Regulation is an even weaker proposed solution. Even when regulation works—and a quick look at the media, telecom, energy, or banking industries will illustrate its limits—regulation tends to create a cozy relationship between industry and regulators that makes industries easy targets for government subversion. For example, the highly-regulated telecom industry bends over backwards every time governments want help carrying out unpopular mass surveillance. Is this what we want from big tech?

We’re building Quiet because we believe that, for a broad and growing class of software, the best answer to the “who runs the server?” dilemma is “no one.” Eliminate the server; in terms of accountability, it is a burden and a weakness. By eliminating servers from software’s attack surface, software can be more private and secure. By eliminating exponentially growing server costs and the expertise-intensive work of scaling servers, software can be built by smaller teams under less financial pressure to betray users. Most importantly, by eliminating the server operator’s control of relationships and data, users will be free to fork and exit, so they will once again have real power to hold software accountable.
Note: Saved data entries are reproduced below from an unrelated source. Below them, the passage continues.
impl Scene {
    pub fn new(name: impl Into<String>) -> Self {
        Self {
            name: name.into(),
            entities: SlotMap::with_key(),
            order: Vec::new(),
            cameras: SlotMap::with_key(),
            active_camera: None,
            lifecycle: None,
            state: SceneState::Created,
            next_component_id: 0,
        }
    }

    pub fn with_lifecycle(mut self, lifecycle: impl SceneLifecycle + 'static) -> Self {
        self.lifecycle = Some(Box::new(lifecycle));
        self
    }

    pub fn name(&self) -> &str {
        &self.name
    }

    pub fn state(&self) -> SceneState {
        self.state
    }

    // Entities

    pub fn create_entity(&mut self, name: impl Into<String>) -> EntityId {
        let id = self.entities.insert(Entity::new(name));
        self.order.push(id);
        id
    }

    /// Remove an entity and its components. Children become roots.
    pub fn destroy_entity(&mut self, id: EntityId) -> EngineResult<()> {
        let entity = self
            .entities
            .remove(id)
            .ok_or(EngineError::EntityNotFound(id))?;
        self.order.retain(|&other| other != id);

        if let Some(parent) = entity.parent.and_then(|p| self.entities.get_mut(p)) {
            parent.children.retain(|&child| child != id);
        }
        for &child in &entity.children {
            if let Some(child_entity) = self.entities.get_mut(child) {
                child_entity.parent = None;
            }
            self.mark_subtree_dirty(child);
        }

        log::trace!("Destroyed entity '{}'", entity.name());
        Ok(())
    }

    pub fn contains(&self, id: EntityId) -> bool {
        self.entities.contains_key(id)
    }

    pub fn entity(&self, id: EntityId) -> Option<&Entity> {
        self.entities.get(id)
    }

    pub fn entity_mut(&mut self, id: EntityId) -> Option<&mut Entity> {
        self.entities.get_mut(id)
    }

    pub fn entity_count(&self) -> usize {
        self.order.len()
    }

    /// All entities in registration order
    pub fn entities(&self) -> impl Iterator<Item = (EntityId, &Entity)> {
        self.order
            .iter()
            .filter_map(|&id| self.entities.get(id).map(|entity| (id, entity)))
    }

    /// Parentless entities in registration order
    pub fn roots(&self) -> Vec<EntityId> {
        self.entities()
            .filter(|(_, entity)| entity.parent.is_none())
            .map(|(id, _)| id)
            .collect()
    }

    /// First entity with the given name, in registration order
    pub fn find_entity(&self, name: &str) -> Option<EntityId> {
        self.entities()
            .find(|(_, entity)| entity.name() == name)
            .map(|(id, _)| id)
    }

    pub fn set_active(&mut self, id: EntityId, active: bool) -> EngineResult<()> {
        self.entities
            .get_mut(id)
            .ok_or(EngineError::EntityNotFound(id))?
            .set_active(active);
        Ok(())
    }

    // Hierarchy

    /// Reparent `child` under `parent`, or make it a root with `None`.
    ///
    /// Fails with [`EngineError::InvalidHierarchy`] when `parent` is `child`
    /// itself or one of its descendants; links are left untouched then.
    pub fn set_parent(&mut self, child: EntityId, parent: Option<EntityId>) -> EngineResult<()> {
        if !self.entities.contains_key(child) {
            return Err(EngineError::EntityNotFound(child));
        }
        if let Some(parent) = parent {
            if !self.entities.contains_key(parent) {
                return Err(EngineError::EntityNotFound(parent));
            }
            if parent == child || self.is_descendant_of(parent, child) {
                return Err(EngineError::InvalidHierarchy { child, parent });
            }
        }

        let old_parent = self.entities[child].parent;
        if old_parent == parent {
            return Ok(());
        }
        if let Some(old) = old_parent.and_then(|p| self.entities.get_mut(p)) {
            old.children.retain(|&c| c != child);
        }
        if let Some(new) = parent {
            self.entities[new].children.push(child);
        }
        self.entities[child].parent = parent;
        self.mark_subtree_dirty(child);
        Ok(())
    }

    /// Whether `ancestor` appears on the parent chain of `id`
    pub fn is_descendant_of(&self, id: EntityId, ancestor: EntityId) -> bool {
        let mut current = self.entities.get(id).and_then(|e| e.parent);
        while let Some(node) = current {
            if node == ancestor {
                return true;
            }
            current = self.entities.get(node).and_then(|e| e.parent);
        }
        false
    }

    // Transforms

    pub fn transform(&self, id: EntityId) -> Option<&Transform> {
        self.entities.get(id).map(|entity| &entity.transform)
    }

    /// Mutate an entity's transform and invalidate its subtree
    pub fn modify_transform(
        &mut self,
        id: EntityId,
        f: impl FnOnce(&mut Transform),
    ) -> EngineResult<()> {
        let entity = self
            .entities
            .get_mut(id)
            .ok_or(EngineError::EntityNotFound(id))?;
        f(&mut entity.transform);
        self.mark_subtree_dirty(id);
        Ok(())
    }

    pub fn set_position(&mut self, id: EntityId, position: Vec3) -> EngineResult<()> {
        self.modify_transform(id, |t| t.set_position(position))
    }

    pub fn set_rotation(&mut self, id: EntityId, rotation: Vec3) -> EngineResult<()> {
        self.modify_transform(id, |t| t.set_rotation(rotation))
    }

    pub fn set_scale(&mut self, id: EntityId, scale: Vec3) -> EngineResult<()> {
        self.modify_transform(id, |t| t.set_scale(scale))
    }

    pub fn translate(&mut self, id: EntityId, offset: Vec3) -> EngineResult<()> {
        self.modify_transform(id, |t| t.translate(offset))
    }

    pub fn rotate(&mut self, id: EntityId, delta: Vec3) -> EngineResult<()> {
        self.modify_transform(id, |t| t.rotate(delta))
    }

    /// World matrix of `id`, resolving dirty ancestors first
    pub fn world_matrix(&mut self, id: EntityId) -> EngineResult<Mat4> {
        if !self.entities.contains_key(id) {
            return Err(EngineError::EntityNotFound(id));
        }

        let mut chain = vec![id];
        let mut current = self.entities[id].parent;
        while let Some(node) = current {
            chain.push(node);
            current = self.entities.get(node).and_then(|e| e.parent);
        }

        let mut parent_world: Option<Mat4> = None;
        for node in chain.into_iter().rev() {
            let world = self.entities[node].transform.resolve_world(parent_world.as_ref());
            parent_world = Some(world);
        }
        Ok(parent_world.unwrap_or(Mat4::IDENTITY))
    }

    /// Transposed world matrix, for row-major shader conventions
    pub fn world_matrix_transpose(&mut self, id: EntityId) -> EngineResult<Mat4> {
        self.world_matrix(id).map(|m| m.transpose())
    }

    /// Resolve every dirty world matrix, parents before children
    pub fn update_world_matrices(&mut self) {
        let mut stack: Vec<(EntityId, Option<Mat4>)> =
            self.roots().into_iter().rev().map(|id| (id, None)).collect();
        while let Some((id, parent_world)) = stack.pop() {
            let Some(entity) = self.entities.get_mut(id) else {
                continue;
            };
            let world = entity.transform.resolve_world(parent_world.as_ref());
            stack.extend(entity.children.iter().rev().map(|&child| (child, Some(world))));
        }
    }

    fn mark_subtree_dirty(&mut self, id: EntityId) {
        let mut stack = vec![id];
        while let Some(node) = stack.pop() {
            if let Some(entity) = self.entities.get_mut(node) {
                entity.transform.mark_dirty();
                stack.extend_from_slice(&entity.children);
            }
        }
    }

    // Components

    /// Attach a component; it is enabled and runs after those added before it.
    pub fn add_component<T: Component>(
        &mut self,
        entity: EntityId,
        mut component: T,
    ) -> EngineResult<ComponentHandle<T>> {
        let target = self
            .entities
            .get_mut(entity)
            .ok_or(EngineError::EntityNotFound(entity))?;

        let id = ComponentId(self.next_component_id);
        self.next_component_id += 1;

        component.on_attach(entity);
        target.components.push(id, Box::new(component));
        Ok(ComponentHandle::new(entity, id))
    }

    /// First component of type `T` on the entity, in insertion order
    pub fn component<T: Component>(&self, entity: EntityId) -> Option<&T> {
        self.entities.get(entity)?.components.first::<T>()
    }

    pub fn component_mut<T: Component>(&mut self, entity: EntityId) -> Option<&mut T> {
        self.entities.get_mut(entity)?.components.first_mut::<T>()
    }

    pub fn components<T: Component>(&self, entity: EntityId) -> impl Iterator<Item = &T> {
        self.entities
            .get(entity)
            .into_iter()
            .flat_map(|e| e.components.all::<T>())
    }

    pub fn get<T: Component>(&self, handle: ComponentHandle<T>) -> Option<&T> {
        self.entities.get(handle.entity)?.components.get::<T>(handle.id)
    }

    pub fn get_mut<T: Component>(&mut self, handle: ComponentHandle<T>) -> Option<&mut T> {
        self.entities
            .get_mut(handle.entity)?
            .components
            .get_mut::<T>(handle.id)
    }

    /// Remove every component of type `T`; returns how many were removed
    pub fn remove_components<T: Component>(&mut self, entity: EntityId) -> usize {
        self.entities
            .get_mut(entity)
            .map_or(0, |e| e.components.remove_all::<T>())
    }

    pub fn remove_component<T>(&mut self, handle: ComponentHandle<T>) -> bool {
        self.entities
            .get_mut(handle.entity)
            .is_some_and(|e| e.components.remove(handle.id))
    }

    pub fn set_component_enabled<T>(&mut self, handle: ComponentHandle<T>, enabled: bool) -> bool {
        self.entities
            .get_mut(handle.entity)
            .is_some_and(|e| e.components.set_enabled(handle.id, enabled))
    }

    pub fn is_component_enabled<T>(&self, handle: ComponentHandle<T>) -> Option<bool> {
        self.entities
            .get(handle.entity)?
            .components
            .is_enabled(handle.id)
    }

    // Cameras

    /// Add a camera; the first one added becomes active.
    pub fn add_camera(&mut self, camera: Camera) -> CameraId {
        let id = self.cameras.insert(camera);
        if self.active_camera.is_none() {
            self.active_camera = Some(id);
        }
        id
    }

    pub fn remove_camera(&mut self, id: CameraId) -> Option<Camera> {
        if self.active_camera == Some(id) {
            self.active_camera = None;
        }
        self.cameras.remove(id)
    }

    pub fn camera(&self, id: CameraId) -> Option<&Camera> {
        self.cameras.get(id)
    }

    pub fn camera_mut(&mut self, id: CameraId) -> Option<&mut Camera> {
        self.cameras.get_mut(id)
    }

    /// Select the active camera. Returns `false` for an unknown id.
    pub fn set_active_camera(&mut self, id: Option<CameraId>) -> bool {
        match id {
            Some(id) if !self.cameras.contains_key(id) => false,
            _ => {
                self.active_camera = id;
                true
            }
        }
    }

    pub fn active_camera_id(&self) -> Option<CameraId> {
        self.active_camera
    }

    pub fn active_camera(&self) -> Option<&Camera> {
        self.cameras.get(self.active_camera?)
    }

    pub fn active_camera_mut(&mut self) -> Option<&mut Camera> {
        self.cameras.get_mut(self.active_camera?)
    }

    // Lifecycle

    pub(crate) fn load(&mut self, ctx: &mut LoadContext<'_>) -> EngineResult<()> {
        if let Some(mut lifecycle) = self.lifecycle.take() {
            let result = lifecycle.on_load(self, ctx);
            self.lifecycle = Some(lifecycle);
            result?;
        }
        self.state = SceneState::Loaded;
        log::info!(
            "Scene '{}' loaded with {} entities",
            self.name,
            self.entity_count()
        );
        Ok(())
    }

    pub(crate) fn unload(&mut self, context: &mut EngineContext) {
        if let Some(mut lifecycle) = self.lifecycle.take() {
            lifecycle.on_unload(self, context);
            self.lifecycle = Some(lifecycle);
        }
        self.entities.clear();
        self.order.clear();
        self.cameras.clear();
        self.active_camera = None;
        context.lights.clear();
        self.state = SceneState::Unloaded;
        log::info!("Scene '{}' unloaded", self.name);
    }

    // Traversal

    /// Run enabled components depth-first from the roots. No-op unless loaded.
    pub fn update(&mut self, context: &mut EngineContext) {
        if self.state != SceneState::Loaded {
            return;
        }
        for root in self.roots() {
            self.update_entity(root, context);
        }
    }

    fn update_entity(&mut self, id: EntityId, context: &mut EngineContext) {
        let Some(entity) = self.entities.get(id) else {
            return;
        };
        if !entity.is_active() {
            return;
        }

        let dt = context.time.delta();
        for component_id in entity.components.enabled_ids() {
            let Some(mut component) = self
                .entities
                .get_mut(id)
                .and_then(|e| e.components.take(component_id))
            else {
                continue;
            };

            component.update(&mut UpdateContext {
                entity: id,
                dt,
                scene: self,
                context,
            });

            // Dropped here if the component or its entity went away meanwhile
            if let Some(entity) = self.entities.get_mut(id) {
                entity.components.restore(component_id, component);
            }
        }

        let children = match self.entities.get(id) {
            Some(entity) => entity.children.clone(),
            None => return,
        };
        for child in children {
            self.update_entity(child, context);
        }
    }

    /// Resolve world matrices, hand the active camera to `target`, then let
    /// enabled components draw depth-first from the roots. No-op unless loaded.
    pub fn render(&mut self, target: &mut dyn DrawTarget) {
        if self.state != SceneState::Loaded {
            return;
        }
        self.update_world_matrices();
        target.set_camera(self.active_camera());
        for root in self.roots() {
            self.render_entity(root, Mat4::IDENTITY, target);
        }
    }

    fn render_entity(&self, id: EntityId, parent_world: Mat4, target: &mut dyn DrawTarget) {
        let Some(entity) = self.entities.get(id) else {
            return;
        };
        if !entity.is_active() {
            return;
        }

        let world = entity
            .transform
            .cached_world_matrix()
            .unwrap_or_else(|| parent_world * entity.transform.local_matrix());

        for component in entity.components.enabled() {
            component.render(&mut RenderContext {
                entity: id,
                world,
                target: &mut *target,
            });
        }
        for &child in entity.children() {
            self.render_entity(child, world, target);
        }
    }
}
We’re building Quiet to spark a new phase of the free software movement where it is easy and normal to build apps this way. We want to make a private alternative to Slack & Discord that people love, to figure out the best and easiest technical approach along the way, and—by doing all this—to blaze a trail that other free software teams building other products can follow. Once one team (us, we hope!) can build a good alternative to Slack that doesn’t use servers, other teams can build alternatives to Google Docs, Figma, Asana, Trello, 1Password, and so on, until someday—and this is technically much more difficult—humanity can build fully-forkable alternatives to things like Facebook, Twitter, Instagram, or even more complex applications. Big tech’s users will be free to flee, and the Internet can stop being yet another unaccountable power, and keep being the breathtaking medium for holding power accountable that open societies need.

Join us, and let’s figure this out.

Contributing to Quiet

To get started hacking on Quiet, follow the instructions for Quiet Desktop or Quiet Mobile. (If you’re new to the project, start with Quiet Desktop, as it’s more stable and vastly easier to start hacking on.)

Desktop and mobile versions share a common Node.js backend and React state manager, with Tor binaries for each platform and architecture, using Electron and React Native and for their respective frontends.

We use a Github project to prioritize issues.